Odido, formerly operating as T-Mobile Netherlands, disclosed that a cyberattack has resulted in the exposure of personal information linked to more than six million customer accounts. The breach is being described as one of the largest telecom-related data incidents in the Netherlands.
In an email sent to affected individuals, the company stated, “Odido was recently hit by a cyberattack carried out by cybercriminals. Based on the investigation, we believe that your data may have been affected.” According to the company, hackers accessed data from approximately 6.2 million accounts.

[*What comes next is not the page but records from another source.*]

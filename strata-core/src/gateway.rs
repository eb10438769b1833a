//! Client entry point for commands.
//!
//! [`CommandGateway`] checks a command (idempotency, then validation), puts
//! it on the command bus and reports the SENT stage. With
//! [`send_and_wait`](CommandGateway::send_and_wait) the caller also waits
//! for a later stage, typically PROCESSED.

use std::{fmt, sync::Arc, time::Duration};

use thiserror::Error;

use crate::{
    bus::{BusError, MessageBus},
    command::{CommandMessage, CommandResult, CommandStage},
    config::Config,
    error::{DomainError, ErrorCode, RecoverableType, codes},
    id::AggregateId,
    idempotency::IdempotencyCheckers,
    wait::{CommandWaitRegistry, WaitError, WaitingFor},
};

/// Processor name the gateway reports SENT under.
pub const GATEWAY_PROCESSOR: &str = "command-gateway";

/// Rejects malformed commands before they reach the bus.
pub trait CommandValidator: Send + Sync + 'static {
    /// # Errors
    ///
    /// Returns the reason the command is invalid.
    fn validate(&self, command: &CommandMessage) -> Result<(), DomainError>;
}

impl<F> CommandValidator for F
where
    F: Fn(&CommandMessage) -> Result<(), DomainError> + Send + Sync + 'static,
{
    fn validate(&self, command: &CommandMessage) -> Result<(), DomainError> {
        self(command)
    }
}

#[derive(Debug, Error)]
pub enum GatewayError {
    #[error("invalid command: {0}")]
    Validation(#[source] DomainError),
    #[error("request {request_id} was already sent to {aggregate_id}")]
    DuplicateRequestId {
        aggregate_id: AggregateId,
        request_id: String,
    },
    #[error(transparent)]
    Bus(#[from] BusError),
    #[error(transparent)]
    Wait(#[from] WaitError),
    /// The awaited stage, or an earlier one, reported a failure.
    #[error("command {} failed at {}: {}", .0.command_id, .0.stage, .0.error)]
    Failed(Box<CommandResult>),
}

impl GatewayError {
    /// The failed result, for [`GatewayError::Failed`].
    #[must_use]
    pub fn result(&self) -> Option<&CommandResult> {
        match self {
            Self::Failed(result) => Some(result.as_ref()),
            _ => None,
        }
    }
}

impl ErrorCode for GatewayError {
    fn error_code(&self) -> &str {
        match self {
            Self::Validation(e) => e.error_code(),
            Self::DuplicateRequestId { .. } => codes::DUPLICATE_REQUEST_ID,
            Self::Bus(e) => e.error_code(),
            Self::Wait(e) => e.error_code(),
            Self::Failed(result) => &result.error.error_code,
        }
    }

    fn recoverable(&self) -> RecoverableType {
        match self {
            Self::Validation(e) => e.recoverable(),
            Self::DuplicateRequestId { .. } => RecoverableType::Unrecoverable,
            Self::Bus(e) => e.recoverable(),
            Self::Wait(e) => e.recoverable(),
            Self::Failed(result) => result.error.recoverable,
        }
    }
}

/// Sends commands and, on request, waits for their results.
#[derive(Clone)]
pub struct CommandGateway<CB> {
    bus: CB,
    waits: CommandWaitRegistry,
    idempotency: IdempotencyCheckers,
    validator: Option<Arc<dyn CommandValidator>>,
    timeout: Duration,
}

impl<CB> CommandGateway<CB>
where
    CB: MessageBus<CommandMessage>,
{
    /// A gateway with default idempotency checkers, no validator and a 30 s
    /// wait timeout.
    pub fn new(bus: CB, waits: CommandWaitRegistry) -> Self {
        Self::with_config(bus, waits, &Config::default())
    }

    pub fn with_config(bus: CB, waits: CommandWaitRegistry, config: &Config) -> Self {
        Self {
            bus,
            waits,
            idempotency: IdempotencyCheckers::new(config.idempotency.clone()),
            validator: None,
            timeout: config.wait.timeout(),
        }
    }

    #[must_use]
    pub fn with_idempotency(mut self, idempotency: IdempotencyCheckers) -> Self {
        self.idempotency = idempotency;
        self
    }

    #[must_use]
    pub fn with_validator(mut self, validator: impl CommandValidator) -> Self {
        self.validator = Some(Arc::new(validator));
        self
    }

    #[must_use]
    pub const fn with_timeout(mut self, timeout: Duration) -> Self {
        self.timeout = timeout;
        self
    }

    #[must_use]
    pub const fn wait_registry(&self) -> &CommandWaitRegistry {
        &self.waits
    }

    fn check(&self, command: &CommandMessage) -> Result<(), GatewayError> {
        let checker = self
            .idempotency
            .checker(command.aggregate_id.named_aggregate());
        if !checker.check(&command.request_id) {
            return Err(GatewayError::DuplicateRequestId {
                aggregate_id: command.aggregate_id.clone(),
                request_id: command.request_id.clone(),
            });
        }
        if let Some(validator) = &self.validator {
            validator.validate(command).map_err(GatewayError::Validation)?;
        }
        Ok(())
    }

    async fn dispatch(&self, command: CommandMessage) -> Result<CommandResult, GatewayError> {
        let sent = CommandResult::succeeded(CommandStage::Sent, GATEWAY_PROCESSOR, &command);
        self.bus.send(command).await?;
        self.waits.signal(&sent);
        Ok(sent)
    }

    /// Check `command` and put it on the bus.
    ///
    /// # Errors
    ///
    /// [`GatewayError::DuplicateRequestId`] if its request id was seen
    /// recently, [`GatewayError::Validation`] if the validator refuses it,
    /// and [`GatewayError::Bus`] if the bus does not accept it.
    #[tracing::instrument(
        skip(self, command),
        fields(aggregate_id = %command.aggregate_id, command_id = %command.id, request_id = %command.request_id)
    )]
    pub async fn send(&self, command: CommandMessage) -> Result<CommandResult, GatewayError> {
        self.check(&command).inspect_err(|error| {
            tracing::debug!(error = %error, "command refused");
        })?;
        self.dispatch(command).await
    }

    /// [`send`](Self::send), then wait for `waiting_for` with the gateway's
    /// timeout.
    ///
    /// # Errors
    ///
    /// Everything [`send`](Self::send) returns, plus
    /// [`GatewayError::Wait`] on timeout and [`GatewayError::Failed`] if the
    /// command failed on its way to the awaited stage.
    pub async fn send_and_wait(
        &self,
        command: CommandMessage,
        waiting_for: WaitingFor,
    ) -> Result<CommandResult, GatewayError> {
        self.send_and_wait_for(command, waiting_for, self.timeout).await
    }

    /// [`send_and_wait`](Self::send_and_wait) with an explicit timeout.
    ///
    /// # Errors
    ///
    /// See [`send_and_wait`](Self::send_and_wait).
    #[tracing::instrument(
        skip(self, command, waiting_for),
        fields(
            aggregate_id = %command.aggregate_id,
            command_id = %command.id,
            stage = %waiting_for.stage,
        )
    )]
    pub async fn send_and_wait_for(
        &self,
        command: CommandMessage,
        waiting_for: WaitingFor,
        timeout: Duration,
    ) -> Result<CommandResult, GatewayError> {
        self.check(&command)?;
        // Registered before sending: the bus may process the command before
        // `send` returns.
        let handle = self.waits.register(command.id.as_str(), waiting_for);
        if let Err(error) = self.dispatch(command).await {
            handle.cancel();
            return Err(error);
        }
        let result = handle.wait(timeout).await?;
        if result.is_succeeded() {
            Ok(result)
        } else {
            Err(GatewayError::Failed(Box::new(result)))
        }
    }
}

impl<CB> fmt::Debug for CommandGateway<CB> {
    fn fmt(&self, f: &mut fmt::Formatter<'_>) -> fmt::Result {
        f.debug_struct("CommandGateway")
            .field("idempotency", &self.idempotency)
            .field("validator", &self.validator.is_some())
            .field("timeout", &self.timeout)
            .finish_non_exhaustive()
    }
}

#[cfg(test)]
mod tests {
    use std::sync::Mutex;

    use super::*;
    use crate::{
        bus::{HandlerError, InMemoryBus, Subscription},
        id::NamedAggregate,
        wait::notify_stage,
    };

    struct Rename(&'static str);

    fn command(name: &'static str) -> CommandMessage {
        CommandMessage::new(NamedAggregate::new("crm", "contact").aggregate_id("c-1"), Rename(name))
    }

    fn gateway(bus: &InMemoryBus<CommandMessage>) -> CommandGateway<InMemoryBus<CommandMessage>> {
        CommandGateway::new(bus.clone(), CommandWaitRegistry::new())
    }

    #[tokio::test]
    async fn send_reports_sent_and_delivers() {
        let bus = InMemoryBus::<CommandMessage>::default();
        let seen = Arc::new(Mutex::new(Vec::new()));
        let sink = Arc::clone(&seen);
        let _handle = bus
            .subscribe(Subscription::new("contacts"), move |command: CommandMessage| {
                sink.lock().unwrap().push(command.id.clone());
                std::future::ready(Ok::<_, HandlerError>(()))
            })
            .unwrap();

        let command = command("Ada");
        let id = command.id.clone();
        let sent = gateway(&bus).send(command).await.unwrap();
        assert_eq!(sent.stage, CommandStage::Sent);
        assert_eq!(sent.processor, GATEWAY_PROCESSOR);
        assert_eq!(sent.command_id, id);

        for _ in 0..200 {
            if !seen.lock().unwrap().is_empty() {
                break;
            }
            tokio::time::sleep(Duration::from_millis(5)).await;
        }
        assert_eq!(*seen.lock().unwrap(), vec![id]);
    }

    #[tokio::test]
    async fn repeated_request_ids_are_refused() {
        let bus = InMemoryBus::<CommandMessage>::default();
        let gateway = gateway(&bus);
        gateway.send(command("Ada").with_request_id("req-1")).await.unwrap();
        let err = gateway
            .send(command("Ada").with_request_id("req-1"))
            .await
            .unwrap_err();
        assert_eq!(err.error_code(), codes::DUPLICATE_REQUEST_ID);
    }

    #[tokio::test]
    async fn validator_runs_before_the_bus() {
        let bus = InMemoryBus::<CommandMessage>::default();
        let gateway = gateway(&bus).with_validator(|command: &CommandMessage| {
            match command.body::<Rename>() {
                Some(Rename("")) => Err(DomainError::bad_request("name required")),
                _ => Ok(()),
            }
        });
        let err = gateway.send(command("")).await.unwrap_err();
        assert!(matches!(err, GatewayError::Validation(_)));
        assert_eq!(err.error_code(), codes::BAD_REQUEST);
        gateway.send(command("Ada")).await.unwrap();
    }

    #[tokio::test]
    async fn send_and_wait_returns_the_awaited_stage() {
        let bus = InMemoryBus::<CommandMessage>::default();
        let gateway = gateway(&bus);
        let waits = gateway.wait_registry().clone();
        let _handle = bus
            .subscribe(
                Subscription::new("contacts"),
                notify_stage(
                    waits,
                    CommandStage::Processed,
                    "contact.processor",
                    crate::config::BusConfig::default().max_redeliveries,
                    |_: CommandMessage| std::future::ready(Ok::<_, HandlerError>(())),
                ),
            )
            .unwrap();

        let result = gateway
            .send_and_wait(command("Ada"), WaitingFor::processed())
            .await
            .unwrap();
        assert_eq!(result.stage, CommandStage::Processed);
        assert_eq!(result.processor, "contact.processor");
    }

    #[tokio::test]
    async fn failed_stage_is_an_error() {
        let bus = InMemoryBus::<CommandMessage>::new(crate::config::BusConfig {
            max_redeliveries: 0,
            ..crate::config::BusConfig::default()
        });
        let gateway = gateway(&bus);
        let waits = gateway.wait_registry().clone();
        let _handle = bus
            .subscribe(
                Subscription::new("contacts"),
                notify_stage(waits, CommandStage::Processed, "contact.processor", 0, |_: CommandMessage| {
                    std::future::ready(Err::<(), _>(HandlerError::from_error(&DomainError::bad_request("nope"))))
                }),
            )
            .unwrap();

        let err = gateway
            .send_and_wait(command("Ada"), WaitingFor::processed())
            .await
            .unwrap_err();
        let result = err.result().unwrap();
        assert_eq!(result.stage, CommandStage::Processed);
        assert_eq!(err.error_code(), codes::BAD_REQUEST);
    }

    #[tokio::test(start_paused = true)]
    async fn wait_times_out_without_a_consumer() {
        let bus = InMemoryBus::<CommandMessage>::default();
        let gateway = gateway(&bus).with_timeout(Duration::from_millis(50));
        let err = gateway
            .send_and_wait(command("Ada"), WaitingFor::processed())
            .await
            .unwrap_err();
        assert!(matches!(err, GatewayError::Wait(WaitError::Timeout { .. })));
        assert!(gateway.wait_registry().is_empty());
    }

    #[tokio::test]
    async fn bus_failure_withdraws_the_waiter() {
        let bus = InMemoryBus::<CommandMessage>::default();
        bus.close();
        let gateway = gateway(&bus);
        let err = gateway
            .send_and_wait(command("Ada"), WaitingFor::processed())
            .await
            .unwrap_err();
        assert!(matches!(err, GatewayError::Bus(BusError::Closed)));
        assert!(gateway.wait_registry().is_empty());
    }
}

The compromised information includes customer names, addresses, telephone numbers, email addresses, bank account details, dates of birth, and passport or ID numbers. Odido clarified that no passwords, call logs, location data, invoice details, billing information, or scans of identity documents were exposed in the breach.
“Odido has been hit by a cyberattack, which compromised customer data. This involved personal data from a customer contact system used by Odido. No passwords, call logs, or billing information were affected.” reads a notice published by the company on its website. “The unauthorized access to the system was terminated as quickly as possible. Odido also engaged external cybersecurity experts to assist with implementing additional security measures as part of the incident response.”
The telecom operator began investigating the suspected breach on February 7 with both internal teams and external cybersecurity specialists. The investigation determined that the attackers had gained access to a system used for customer communications. The company stated that the unauthorized access was promptly halted and assured customers that it remains safe to use their phones.
The incident has been reported to the Dutch privacy and data protection authority, known as AP. Odido, which was acquired in 2021 by private equity firms Apax and Warburg Pincus, serves around eight million customers in the Netherlands and competes with KPN and VodafoneZiggo in the local market.
Additionally, Odido’s subsidiary Ben has alerted its customers that their personal information may also have been accessed as part of the breach.